Atualmente, duas exposições estão em cartaz no casarão e poderão ser visitadas até o início de dezembro. Em uma pequena galeria do térreo, 10 Contemporâneos – A Casa reúne gravuras inéditas sobre o tema "casa". Encomendadas a 10 artistas contemporâneos (nomes do primeiro escalão, como Daniel Senise e Anna Bella Geiger), passaram a integrar a coleção Roberto Marinho. Mostras assim, em que artistas de hoje dialogam com o instituto e seu acervo, devem ser comuns na instituição. No jardim, também há novas obras, encomendadas especificamente para o local, como a instalação de Carlos Vergara que conversa com um conjunto de bambus e a escultura Mulher Nova 3 (2017), de Raul Mourão, que se move com o vento, apesar de ser de aço e ter 350 metros de altura.
Ocupando todo o segundo andar, está a exposição principal: 10 Modernos – Destaques da Coleção. Cavalcanti selecionou 124 obras dos artistas que melhor representam o acervo de Roberto Marinho e são também expoentes do modernismo brasileiro dos anos 1930 e 1940: Di Cavalcanti, Alberto Guignard, Cândido Portinari, Tarsila do Amaral, Djanira, Burle Marx, Milton Dacosta, José Pancetti, Lasar Segall e Ismael Nery.
Como a coleção foi constituída a partir do gosto pessoal de Marinho, é inevitável se perguntar, por exemplo, o que lhe teria cativado em obras tão diferentes quanto um vaso de flores pintado por Portinari em 1950 e a soturna tela A Barca, do mesmo artista, de 1941. Ou por que preferiu adquirir três telas com o mesmo tema pintadas por Tarsila do Amaral.
São paisagens com casas em montanhas, como O Touro (Paisagem com Touro), uma raridade de 1925 que o Museu de Arte Moderna de Nova York (MoMA) solicitou para sua retrospectiva da artista.
– Esse quadro iria para o MoMA, mas não queríamos desfalcar a exposição na abertura da casa. É uma pintura emblemática da primeira fase da Tarsila, uma das 10 obras mais importantes da pintora – explica o curador.
Quatro telas revelam que o Burle Marx pintor tinha muito em comum com o Burle Marx paisagista: as formas humanas são arredondadas como os canteiros do jardim; nas naturezas-mortas, o fascínio pelas plantas é expresso nas folhas verdes exuberantes, que protagonizam os quadros. De Guignard, há uma sala inteira.

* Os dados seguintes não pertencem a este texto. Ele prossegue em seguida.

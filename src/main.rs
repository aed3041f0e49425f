#[actix_web::main]
async fn main() -> anyhow::Result<()> {
    demand_bundle_server::run().await
}
//! Provider table.
//!
//! Each hosted model is one [`Provider`] variant with a fixed
//! [`ProviderConfig`]; selection is an exact key lookup.

use serde::Serialize;
use std::collections::HashMap;
use std::env;
use std::fmt;
use std::str::FromStr;
use utoipa::ToSchema;

/// Wire protocol spoken by a provider.
#[derive(Debug, Clone, Copy, PartialEq, Eq)]
pub enum ApiFlavor {
    /// `POST {endpoint}/chat/completions`
    OpenAiCompatible,
    /// `POST {endpoint}/v1/messages`
    Anthropic,
    /// `POST {endpoint}/v1beta/models/{model}:generateContent`
    Gemini,
}

#[derive(Debug, Clone, Copy)]
pub struct ProviderConfig {
    pub key: &'static str,
    pub display_name: &'static str,
    pub endpoint: &'static str,
    pub model_id: &'static str,
    /// Environment variable holding the API key.
    pub credential_key: &'static str,
    pub api: ApiFlavor,
}

#[derive(Debug, Clone, Copy, PartialEq, Eq, Hash, Serialize, ToSchema)]
#[serde(rename_all = "lowercase")]
pub enum Provider {
    Gemini,
    OpenAi,
    Claude,
    DeepSeek,
    Moonshot,
    Groq,
}

const GEMINI: ProviderConfig = ProviderConfig {
    key: "gemini",
    display_name: "Google Gemini 2.0",
    endpoint: "https://generativelanguage.googleapis.com",
    model_id: "gemini-2.0-flash",
    credential_key: "GEMINI_KEY",
    api: ApiFlavor::Gemini,
};

const OPENAI: ProviderConfig = ProviderConfig {
    key: "openai",
    display_name: "OpenAI GPT-4o",
    endpoint: "https://api.openai.com/v1",
    model_id: "gpt-4o",
    credential_key: "OPENAI_KEY",
    api: ApiFlavor::OpenAiCompatible,
};

const CLAUDE: ProviderConfig = ProviderConfig {
    key: "claude",
    display_name: "Claude 3.5 Sonnet",
    endpoint: "https://api.anthropic.com",
    model_id: "claude-3-opus-20240229",
    credential_key: "CLAUDE_KEY",
    api: ApiFlavor::Anthropic,
};

const DEEPSEEK: ProviderConfig = ProviderConfig {
    key: "deepseek",
    display_name: "DeepSeek V3",
    endpoint: "https://api.deepseek.com",
    model_id: "deepseek-chat",
    credential_key: "DEEPSEEK_KEY",
    api: ApiFlavor::OpenAiCompatible,
};

const MOONSHOT: ProviderConfig = ProviderConfig {
    key: "moonshot",
    display_name: "Moonshot (Kimi)",
    endpoint: "https://api.moonshot.cn/v1",
    model_id: "moonshot-v1-8k",
    credential_key: "MOONSHOT_KEY",
    api: ApiFlavor::OpenAiCompatible,
};

const GROQ: ProviderConfig = ProviderConfig {
    key: "groq",
    display_name: "Groq Llama 3",
    endpoint: "https://api.groq.com/openai/v1",
    model_id: "llama3-8b-8192",
    credential_key: "GROQ_KEY",
    api: ApiFlavor::OpenAiCompatible,
};

impl Provider {
    pub const ALL: [Provider; 6] = [
        Provider::Gemini,
        Provider::OpenAi,
        Provider::Claude,
        Provider::DeepSeek,
        Provider::Moonshot,
        Provider::Groq,
    ];

    pub fn config(self) -> &'static ProviderConfig {
        match self {
            Self::Gemini => &GEMINI,
            Self::OpenAi => &OPENAI,
            Self::Claude => &CLAUDE,
            Self::DeepSeek => &DEEPSEEK,
            Self::Moonshot => &MOONSHOT,
            Self::Groq => &GROQ,
        }
    }

    pub fn key(self) -> &'static str {
        self.config().key
    }

    pub fn display_name(self) -> &'static str {
        self.config().display_name
    }

    /// Exact lookup by table key (`"deepseek"`) or display name (`"DeepSeek V3"`).
    pub fn from_key(value: &str) -> Option<Self> {
        Self::ALL
            .into_iter()
            .find(|p| p.key() == value || p.display_name() == value)
    }
}

impl fmt::Display for Provider {
    fn fmt(&self, f: &mut fmt::Formatter<'_>) -> fmt::Result {
        f.write_str(self.display_name())
    }
}

#[derive(Debug, PartialEq, Eq)]
pub struct UnknownProvider(pub String);

impl fmt::Display for UnknownProvider {
    fn fmt(&self, f: &mut fmt::Formatter<'_>) -> fmt::Result {
        let known: Vec<&str> = Provider::ALL.iter().map(|p| p.key()).collect();
        write!(
            f,
            "unknown provider '{}' (expected one of: {})",
            self.0,
            known.join(", ")
        )
    }
}

impl std::error::Error for UnknownProvider {}

impl FromStr for Provider {
    type Err = UnknownProvider;

    fn from_str(s: &str) -> Result<Self, Self::Err> {
        Self::from_key(s).ok_or_else(|| UnknownProvider(s.to_string()))
    }
}

/// API keys per provider.
#[derive(Clone, Default)]
pub struct ProviderCredentials {
    keys: HashMap<Provider, String>,
}

impl ProviderCredentials {
    /// Read each provider's `credential_key` variable; empty values count as missing.
    pub fn from_env() -> Self {
        let keys = Provider::ALL
            .into_iter()
            .filter_map(|p| {
                env::var(p.config().credential_key)
                    .ok()
                    .filter(|k| !k.trim().is_empty())
                    .map(|k| (p, k))
            })
            .collect();
        Self { keys }
    }

    #[must_use]
    pub fn with_key(mut self, provider: Provider, key: impl Into<String>) -> Self {
        self.keys.insert(provider, key.into());
        self
    }

    pub fn get(&self, provider: Provider) -> Option<&str> {
        self.keys.get(&provider).map(String::as_str)
    }
}

// Keys never show up in logs.
impl fmt::Debug for ProviderCredentials {
    fn fmt(&self, f: &mut fmt::Formatter<'_>) -> fmt::Result {
        let configured: Vec<&str> = self.keys.keys().map(|p| p.key()).collect();
        f.debug_struct("ProviderCredentials")
            .field("configured", &configured)
            .finish()
    }
}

Ismael Nery é o artista com mais trabalhos na coleção: são 70, na maioria, desenhos. Obras com uma figura bissexual ou o encontro de Cristo e Lênin mostram como o artista se debruçava sobre temáticas à frente do seu tempo – e, segundo o curador, recebia incentivos de Marinho por isso.
Com 29 obras de Pancetti, Marinho era um dos principais colecionadores do artista no país e costumava expor suas obras em uma sala específica. As marinhas, gênero pelo qual o artista é mais conhecido, estão alinhadas em uma parede, como se costuradas num mesmo horizonte. E um quadro recebe destaque: Boneco (1939), que Marinho recebeu de presente do artista e amigo, era o seu favorito. Ao olhar para a figura, o empresário fazia uma viagem introspectiva à própria infância. Apresentado junto a um texto seu, o quadro torna-se mais íntimo do que qualquer objeto pessoal que poderia estar exposto.